Assurer la libre circulation des semences paysannes bio et non hybrides indépendamment du catalogue officiel, promouvoir les semences non hybrides, assurer le bon respect du droit des individus à pratiquer l’autoproduction de semences.
Modifier les codes des marchés publics pour permettre aux collectivités publiques de lancer des appels d’offres de produits locaux et donner ainsi la possibilité aux paysans de fournir la restauration hors domicile locale.
Engager les collectivités territoriales vers le développement des circuits courts en organisant avec les agriculteurs des plateformes pour répondre à la demande de la restauration collective.
Mettre en place un système permettant aux agriculteurs une vraie indépendance financière
Créer des labels de hautes qualités pour proposer une valorisation d’une partie des produits agricoles français à l’image du modèle viticole :
- En partant d’un cahier des charges crédibles et valables en faisant de ces produits français de qualité justifiant un prix plus élevés
- En mettant en place une vraie politique publique de promotion de ces produits
- En s’appuyant sur l’image gastronomique de la France
- En intégrant les industriels dans ce projet car la transformation apporte beaucoup de valeur ajoutée sur un produit brut (en évitant par exemple les écueils de la filière miel d’où l’importance d’un cahier valable)
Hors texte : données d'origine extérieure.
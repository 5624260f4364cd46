//! Roster engine API.
//!
//! This module turns a raw spreadsheet grid into a weekly roster:
//!
//! - [`Cell`], [`CellValue`], [`Row`], [`Grid`] - Normalized cell data
//! - [`find_week_separators`], [`week_segments`] - Split a sheet into weeks
//! - [`extract_date_range`], [`find_current_week`] - Week dates and "today"
//! - [`classify_row`], [`group_by_shift`] - Split a week into shift blocks
//! - [`InteractionState`] - Comment tooltip and name highlight state

mod cell;
mod classify;
mod dates;
mod interaction;
mod patterns;
mod segment;
mod shifts;

pub use cell::{Cell, CellValue, Grid, Row, format_number, row_is_blank};
pub use classify::{RowClass, anchored_label, classify_row, is_name_cell, row_has_time_range, row_shift_type};
pub use dates::{
    extract_date_range, find_current_week, format_display_date, format_month_day, is_same_day,
    week_span,
};
pub use interaction::{
    ClickTarget, ClickTracker, CommentAddress, CommentState, DOUBLE_CLICK, InteractionState,
    LONG_PRESS, NameHighlight, PressTracker, RowKind, col_to_letters,
};
pub use patterns::{
    DEFAULT_BLOCK_NAME, DEFAULT_WEEK_TITLE, SHIFT_TYPES, WEEK_MARKER, WEEKDAY_TOKENS, is_iso_date,
    parse_iso_date,
};
pub use segment::{
    WeekSegment, find_week_separators, marked_bounds, week_bounds, week_segments, week_title,
};
pub use shifts::{ShiftBlock, find_anchor_row, find_days_row, group_by_shift};
//! Cell data structures for the roster grid.
//!
//! This module provides the normalized data shape consumed by the engine:
//! - [`CellValue`] - The scalar content of a cell (empty, text, number, or boolean)
//! - [`Cell`] - A value plus the two display annotations (comment, strikethrough)
//! - [`Row`], [`Grid`] - Ordered, position-significant rows of cells

use std::borrow::Cow;

/// The scalar content stored in a cell.
#[derive(Clone, Debug, Default, PartialEq)]
pub enum CellValue {
    #[default]
    Empty,
    Text(String),
    Number(f64),
    Bool(bool),
}

/// A cell in the roster grid.
///
/// Annotations are set at ingestion and never touched by the engine.
#[derive(Clone, Debug, Default, PartialEq)]
pub struct Cell {
    pub value: CellValue,
    pub comment: Option<String>,
    pub strike: bool,
}

impl Cell {
    pub fn new_empty() -> Cell {
        Cell::default()
    }

    pub fn new_text(text: &str) -> Cell {
        Cell {
            value: CellValue::Text(text.to_string()),
            ..Cell::default()
        }
    }

    pub fn new_number(n: f64) -> Cell {
        Cell {
            value: CellValue::Number(n),
            ..Cell::default()
        }
    }

    pub fn new_bool(b: bool) -> Cell {
        Cell {
            value: CellValue::Bool(b),
            ..Cell::default()
        }
    }

    /// Attach a comment. Empty comments are normalized away.
    pub fn with_comment(mut self, comment: &str) -> Cell {
        self.comment = (!comment.is_empty()).then(|| comment.to_string());
        self
    }

    pub fn with_strike(mut self, strike: bool) -> Cell {
        self.strike = strike;
        self
    }

    /// Rendered text of the cell value.
    pub fn text(&self) -> Cow<'_, str> {
        match &self.value {
            CellValue::Empty => Cow::Borrowed(""),
            CellValue::Text(s) => Cow::Borrowed(s.as_str()),
            CellValue::Number(n) => Cow::Owned(format_number(*n)),
            CellValue::Bool(b) => Cow::Borrowed(if *b { "true" } else { "false" }),
        }
    }

    /// A cell is blank when it has no value at all or an empty string.
    /// Whitespace-only text still counts as content.
    pub fn is_blank(&self) -> bool {
        match &self.value {
            CellValue::Empty => true,
            CellValue::Text(s) => s.is_empty(),
            _ => false,
        }
    }

    /// The comment, if present and non-empty.
    pub fn comment(&self) -> Option<&str> {
        self.comment.as_deref().filter(|c| !c.is_empty())
    }
}

/// One spreadsheet row, left to right. Column position maps to day of week.
pub type Row = Vec<Cell>;

/// The full sheet, top to bottom.
pub type Grid = Vec<Row>;

/// True when every cell in the row is blank (or the row has no cells).
pub fn row_is_blank(row: &[Cell]) -> bool {
    row.iter().all(Cell::is_blank)
}

/// Format a number the way the spreadsheet export renders it.
pub fn format_number(n: f64) -> String {
    if n.is_nan() {
        "NaN".to_string()
    } else if n.is_infinite() {
        if n > 0.0 { "Infinity" } else { "-Infinity" }.to_string()
    } else if n.fract() == 0.0 && n.abs() < 1e15 {
        format!("{:.0}", n)
    } else {
        n.to_string()
    }
}
use super::ScheduleSource;
use crate::error::Result;
use crate::storage::{Sheet, parse_schedule};
use std::sync::Arc;
use std::sync::mpsc::{self, Receiver, Sender, TryRecvError};
use std::time::{Duration, Instant};

/// Runs fetches on a background thread, one at a time.
///
/// The UI calls [`Refresher::trigger`] on user request or when
/// [`Refresher::is_due`], and drains finished fetches with
/// [`Refresher::poll`] from its event loop.
pub struct Refresher {
    source: Arc<dyn ScheduleSource>,
    interval: Option<Duration>,
    tx: Sender<Result<Sheet>>,
    rx: Receiver<Result<Sheet>>,
    in_flight: bool,
    last_started: Option<Instant>,
}

impl Refresher {
    /// `interval` of `None` disables periodic refresh.
    pub fn new(source: Box<dyn ScheduleSource>, interval: Option<Duration>) -> Self {
        let (tx, rx) = mpsc::channel();
        Self {
            source: Arc::from(source),
            interval,
            tx,
            rx,
            in_flight: false,
            last_started: None,
        }
    }

    pub fn describe(&self) -> String {
        self.source.describe()
    }

    pub fn interval(&self) -> Option<Duration> {
        self.interval
    }

    pub fn in_flight(&self) -> bool {
        self.in_flight
    }

    /// Start a fetch. Ignored while another one is still running.
    ///
    /// Returns true if a fetch was started.
    pub fn trigger(&mut self) -> bool {
        if self.in_flight {
            tracing::debug!("refresh already in flight, ignoring trigger");
            return false;
        }
        self.in_flight = true;
        self.last_started = Some(Instant::now());

        let source = Arc::clone(&self.source);
        let tx = self.tx.clone();
        std::thread::spawn(move || {
            let result = fetch_sheet(source.as_ref());
            // The receiver is gone only when the app is shutting down.
            let _ = tx.send(result);
        });
        true
    }

    /// A finished fetch, if one has arrived.
    pub fn poll(&mut self) -> Option<Result<Sheet>> {
        match self.rx.try_recv() {
            Ok(result) => {
                self.in_flight = false;
                Some(result)
            }
            Err(TryRecvError::Empty) | Err(TryRecvError::Disconnected) => None,
        }
    }

    /// True when the periodic interval has elapsed since the last fetch.
    pub fn is_due(&self, now: Instant) -> bool {
        match (self.interval, self.last_started) {
            (Some(interval), Some(started)) => {
                !self.in_flight && now.duration_since(started) >= interval
            }
            (Some(_), None) => !self.in_flight,
            (None, _) => false,
        }
    }

    /// Fetch on the calling thread.
    pub fn fetch_blocking(&self) -> Result<Sheet> {
        fetch_sheet(self.source.as_ref())
    }
}

fn fetch_sheet(source: &dyn ScheduleSource) -> Result<Sheet> {
    let location = source.describe();
    tracing::info!(source = %location, "fetching schedule");
    let result = source.fetch().and_then(|json| parse_schedule(&json));
    match &result {
        Ok(sheet) => tracing::info!(rows = sheet.grid.len(), "schedule loaded"),
        Err(e) => tracing::warn!(source = %location, error = %e, "schedule fetch failed"),
    }
    result
}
- On peut malgré créer une forte valorisation sur des produits bruts (avec l’effet Veblen) en faisant de ces produits français une référence dans les restaurants hauts de gamme du monde entier à l’image du bœuf japonais de Kobe
CONSACRER LE TRIPLE RÔLE DES AGRICULTEURS
Reconnaître le triple rôle des agriculteurs, production alimentaire, préservation et restauration de la nature et des paysages, protection de la santé publique, et les rétribuer en ce sens :
• Contrats pour prestation de services environnementaux d’intérêt général : les agriculteurs qui améliorent l’environnement sur leurs exploitations sont rémunérés pour leurs services (protection des pollinisateurs, préservation de la qualité de l’eau potable, prévention des inondations, amélioration du cadre de vie par l’implantation d’arbres et de chemins fleuris, lutte contre les coulées de boues, protection des oiseaux par l’installation d’abris...) par les acteurs concernés (agence de l’eau pour l’eau potable, agence de la biodiversité pour les oiseaux, communes touristiques pour le paysage, associations d’habitants et de randonneurs pour les chemins…).
Une telle rétribution implique un niveau de reconnaissance absent de l’approche actuelle qui ne fait référence qu’à des aides, avec la connotation négative qui y est associée.
- Subventions à la conversion vers une agriculture saine (démarche de haute qualité sanitaire) allouées par l’État et par des organismes tels les Agences régionales de santé
- Ouverture de postes de conseillers pour l’accompagnement des agriculteurs
- Financement d’outils de transformation des produits au niveau des coopératives, ou des groupements d’agriculteurs pour qu’ils développent les filières de produits sains
LUTTER CONTRE L’ACCAPAREMENT DES TERRES PAR QUELQUES GRANDS PRODUCTEURS ET AIDER LES PETITES EXPLOITATIONS
Introduire des mécanismes correcteurs au régime d’aides à l’hectare (qui incite à une course à l’hectare sans pour autant être créatif d’activité et d’emplois) :
- Plafonnement et dégressivité des aides à partir d’un certain nombre d’hectares Exemple : majoration des aides pour les 50 premiers hectares; de 100 à 150 ha baisse progressive des aides; au‐delà de 150 ha, plus aucune aide
- Plafonnement ou majoration modulés en fonction de la main d’œuvre (nombre d’unités de travail humain)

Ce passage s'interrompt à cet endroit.